The Dangerous Patient—A Current Look "Tarasoff" Revisited
By: Richard S. Leslie, J.D.
Of Counsel

The California Therapist
(March/April 1990)


All therapists will probably face a situation sometime during their professional careers when they will be treating a patient who, because of a mental or emotional condition, is a danger to others, a danger to self, or a danger to the property of others. This article will review some of the applicable judicial decisions and statutes that bear upon this subject, and will suggest ways in which therapists can act in order to meet their legal/ethical duties.

Danger to Others
The famous Tarasoff v. Regents of the University of California decision by the California Supreme Court, decided in 1976, created a new duty for therapists when they are treating certain patients in the state of California. Specifically, the court held that "[w]hen a therapist determines, or pursuant to the standards of his profession should determine, that his patient presents a serious danger of violence to another, he incurs an obligation to use reasonable care to protect the intended victim against such danger." While this case has come to be known as the case that established a "duty to warn," it is more accurate to state that the duty created by Tarasoff is a "duty to take reasonable care to protect the intended victim."

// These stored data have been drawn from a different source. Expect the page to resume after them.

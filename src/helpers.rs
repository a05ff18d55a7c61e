//! Symmetric primitives shared by the IND-CPA and KEM layers: the two fixed-output hashes used
//! by the Fujisaki-Okamoto wrapper, the SHAKE-128 matrix expansion XOF, and the SHAKE-256 noise
//! PRF.

use sha3::digest::{ExtendableOutput, Update, XofReader};
use sha3::{Digest, Sha3_256, Sha3_512, Shake128, Shake256};

/// If the condition is not met, return an error message. Borrowed from the `anyhow` crate.
macro_rules! ensure {
    ($cond:expr, $msg:literal $(,)?) => {
        if !$cond {
            return Err($msg);
        }
    };
}

pub(crate) use ensure; // make available throughout crate

/// `SHA3-256(bytes)`.
#[must_use]
pub(crate) fn sha3_256(bytes: &[u8]) -> [u8; 32] {
    let mut hasher = Sha3_256::new();
    Digest::update(&mut hasher, bytes);
    hasher.finalize().into()
}

/// `SHA3-256` over two concatenated inputs, avoiding an intermediate allocation.
#[must_use]
pub(crate) fn sha3_256_2(a: &[u8], b: &[u8]) -> [u8; 32] {
    let mut hasher = Sha3_256::new();
    Digest::update(&mut hasher, a);
    Digest::update(&mut hasher, b);
    hasher.finalize().into()
}

/// `SHA3-512(bytes)`, used to derive the (K-bar, coins) pair in the FO transform.
#[must_use]
pub(crate) fn sha3_512(bytes: &[u8]) -> [u8; 64] {
    let mut hasher = Sha3_512::new();
    Digest::update(&mut hasher, bytes);
    hasher.finalize().into()
}

/// SHAKE-128 expandable-output reader seeded with `rho ‖ b0 ‖ b1`, used by `indcpa::gen_matrix`
/// for rejection-sampling matrix entries.
#[must_use]
pub(crate) fn shake128_xof(rho: &[u8; 32], b0: u8, b1: u8) -> impl XofReader {
    let mut hasher = Shake128::default();
    hasher.update(rho);
    hasher.update(&[b0, b1]);
    hasher.finalize_xof()
}

/// SHAKE-256-based PRF: produces `OUT` bytes of noise-sampler input from a 32-byte seed and a
/// single-byte nonce.
#[must_use]
pub(crate) fn prf<const OUT: usize>(seed: &[u8; 32], nonce: u8) -> [u8; OUT] {
    let mut hasher = Shake256::default();
    hasher.update(seed);
    hasher.update(&[nonce]);
    let mut reader = hasher.finalize_xof();
    let mut out = [0u8; OUT];
    reader.read(&mut out);
    out
}

#[cfg(test)]
mod tests {
    use super::{prf, sha3_256, sha3_256_2, sha3_512};

    #[test]
    fn test_sha3_256_concat_matches_split() {
        let a = [1u8, 2, 3];
        let b = [4u8, 5, 6, 7];
        let mut whole = [0u8; 7];
        whole[..3].copy_from_slice(&a);
        whole[3..].copy_from_slice(&b);
        assert_eq!(sha3_256(&whole), sha3_256_2(&a, &b));
    }

    #[test]
    fn test_sha3_512_len() {
        let out = sha3_512(b"akcn");
        assert_eq!(out.len(), 64);
    }

    #[test]
    fn test_prf_deterministic_and_nonce_sensitive() {
        let seed = [7u8; 32];
        let a: [u8; 64] = prf(&seed, 0);
        let b: [u8; 64] = prf(&seed, 0);
        let c: [u8; 64] = prf(&seed, 1);
        assert_eq!(a, b);
        assert_ne!(a, c);
    }
}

The court did state that the discharge of this duty may call for the therapist to warn the intended victim or to take any other steps reasonably necessary under the circumstances. This has probably become known as "the duty to warn" case because that particular step is usually considered the most effective means to protect the intended victim. It should be noted, however, that many therapists have likely complied with their "duty to protect" by taking actions other than warning the victim, like intensive/marathon therapy, involuntary commitment, or voluntary hospitalization.

The wording of the court’s decision should be carefully considered. First of all, it talks about the therapist’s patient, and not some other person. Thus, if a patient tells his therapist that his friend or his wife intends to harm another, no duty exists for the therapist, since his patient is not the one who is threatening violence. The therapist, of course, may want to explore with the patient ways in which the patient may act to prevent the threatened harm. Likewise, the Tarasoff duty is not applicable when the patient tells the therapist that he/she has been harmed or threatened with harm, by some other person, since again, the patient is not the one who is threatening to do harm.

The wording of this court-made duty uses the phrase "serious danger of violence." It doesn’t say "a danger of serious violence," and thus it should not be interpreted as requiring a threat of murder/homicide. The use of the phrase indicates to many observers, verified by other judicial decisions, that the threat must be "imminent" in order for the duty to arise. The nature and extent of the physical violence are usually not the critical issues.

In this regard, it is important to note the following language from the decision: "We realize that the open and confidential character of psychotherapeutic dialogue encourages patients to express threats of violence, few of which are ever executed. Certainly, a therapist should not be encouraged to routinely reveal such threats; such disclosures could seriously disrupt the patient’s relationship with his therapist and with the persons threatened. To the contrary, the therapist’s obligations to his patient require that he not disclose a confidence unless such disclosure is necessary to avert danger to others, and even then that he do so discreetly, and in a fashion that would preserve the privacy of his patient to the fullest extent compatible with the prevention of the threatened danger." In other words, the court seems to want this duty to be exercised sparingly, and only when the threat of violence is a serious one, i.e., it is going to occur soon, and the therapist reasonably believes that the patient is serious about the threat. Thus, the therapist must not act too quickly when conditional or vague threats are made, or when the patient talks about mere thoughts of violence. Records should be carefully documented so that the therapist’s judgment and the reasons for that judgment, are readily discernible from an examination of the file.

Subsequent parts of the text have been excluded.